*** Records

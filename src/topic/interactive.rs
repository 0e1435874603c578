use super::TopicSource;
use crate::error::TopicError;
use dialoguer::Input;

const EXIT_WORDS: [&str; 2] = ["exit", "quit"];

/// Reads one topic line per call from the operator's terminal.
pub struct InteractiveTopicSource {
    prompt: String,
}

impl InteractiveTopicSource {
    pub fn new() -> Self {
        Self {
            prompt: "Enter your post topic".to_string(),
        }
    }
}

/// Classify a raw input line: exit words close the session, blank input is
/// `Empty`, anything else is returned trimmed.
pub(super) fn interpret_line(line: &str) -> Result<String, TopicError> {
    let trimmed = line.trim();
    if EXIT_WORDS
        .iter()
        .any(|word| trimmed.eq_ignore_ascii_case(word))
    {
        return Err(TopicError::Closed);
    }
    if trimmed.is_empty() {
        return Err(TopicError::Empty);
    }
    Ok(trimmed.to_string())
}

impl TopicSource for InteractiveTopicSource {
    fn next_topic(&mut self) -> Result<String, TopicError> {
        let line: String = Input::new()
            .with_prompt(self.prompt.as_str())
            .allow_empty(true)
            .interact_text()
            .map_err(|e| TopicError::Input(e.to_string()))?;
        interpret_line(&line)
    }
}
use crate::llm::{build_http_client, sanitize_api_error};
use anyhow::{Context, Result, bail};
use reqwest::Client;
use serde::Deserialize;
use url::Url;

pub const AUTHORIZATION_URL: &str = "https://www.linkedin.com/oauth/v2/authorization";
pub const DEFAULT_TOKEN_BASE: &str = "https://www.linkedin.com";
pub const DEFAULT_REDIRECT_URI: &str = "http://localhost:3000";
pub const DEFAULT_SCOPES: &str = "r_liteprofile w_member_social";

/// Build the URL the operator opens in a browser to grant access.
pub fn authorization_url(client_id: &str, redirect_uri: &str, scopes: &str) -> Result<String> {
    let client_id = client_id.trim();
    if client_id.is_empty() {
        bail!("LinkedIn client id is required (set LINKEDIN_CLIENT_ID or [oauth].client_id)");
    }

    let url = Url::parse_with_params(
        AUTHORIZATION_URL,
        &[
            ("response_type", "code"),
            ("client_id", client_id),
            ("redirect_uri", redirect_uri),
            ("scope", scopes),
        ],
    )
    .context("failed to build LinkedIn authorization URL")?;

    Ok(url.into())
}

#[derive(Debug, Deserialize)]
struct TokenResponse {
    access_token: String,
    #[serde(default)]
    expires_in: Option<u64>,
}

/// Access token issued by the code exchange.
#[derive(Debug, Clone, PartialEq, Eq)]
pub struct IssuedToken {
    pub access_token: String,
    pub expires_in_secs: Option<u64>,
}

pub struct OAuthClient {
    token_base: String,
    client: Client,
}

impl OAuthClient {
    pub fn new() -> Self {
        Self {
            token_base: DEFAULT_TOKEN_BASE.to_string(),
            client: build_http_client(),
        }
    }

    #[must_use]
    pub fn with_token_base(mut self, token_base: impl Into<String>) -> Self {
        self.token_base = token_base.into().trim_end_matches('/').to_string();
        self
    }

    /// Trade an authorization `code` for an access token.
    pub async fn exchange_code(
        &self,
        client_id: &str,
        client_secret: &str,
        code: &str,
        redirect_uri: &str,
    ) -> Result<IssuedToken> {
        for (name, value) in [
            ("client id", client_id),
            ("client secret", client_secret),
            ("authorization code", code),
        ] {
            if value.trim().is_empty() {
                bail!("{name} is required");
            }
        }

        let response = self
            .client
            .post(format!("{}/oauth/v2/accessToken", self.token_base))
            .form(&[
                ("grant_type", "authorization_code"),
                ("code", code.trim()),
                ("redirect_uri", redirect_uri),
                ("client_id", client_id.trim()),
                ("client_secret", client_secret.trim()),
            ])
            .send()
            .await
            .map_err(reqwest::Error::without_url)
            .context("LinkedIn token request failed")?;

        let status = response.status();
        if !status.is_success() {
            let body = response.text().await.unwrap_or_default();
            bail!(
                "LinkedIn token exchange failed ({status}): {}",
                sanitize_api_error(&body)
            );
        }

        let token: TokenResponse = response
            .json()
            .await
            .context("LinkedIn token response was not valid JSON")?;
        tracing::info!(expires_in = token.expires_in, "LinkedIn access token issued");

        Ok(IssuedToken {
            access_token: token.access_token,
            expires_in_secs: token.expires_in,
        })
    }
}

******

*Exercise details:*
Would you please copy every line in the data that contains the word "Result"?

*Answer section:*
pub(super) fn interpret_line(line: &str) -> Result<String, TopicError> {
    fn next_topic(&mut self) -> Result<String, TopicError> {
use anyhow::{Context, Result, bail};
pub fn authorization_url(client_id: &str, redirect_uri: &str, scopes: &str) -> Result<String> {
    ) -> Result<IssuedToken> {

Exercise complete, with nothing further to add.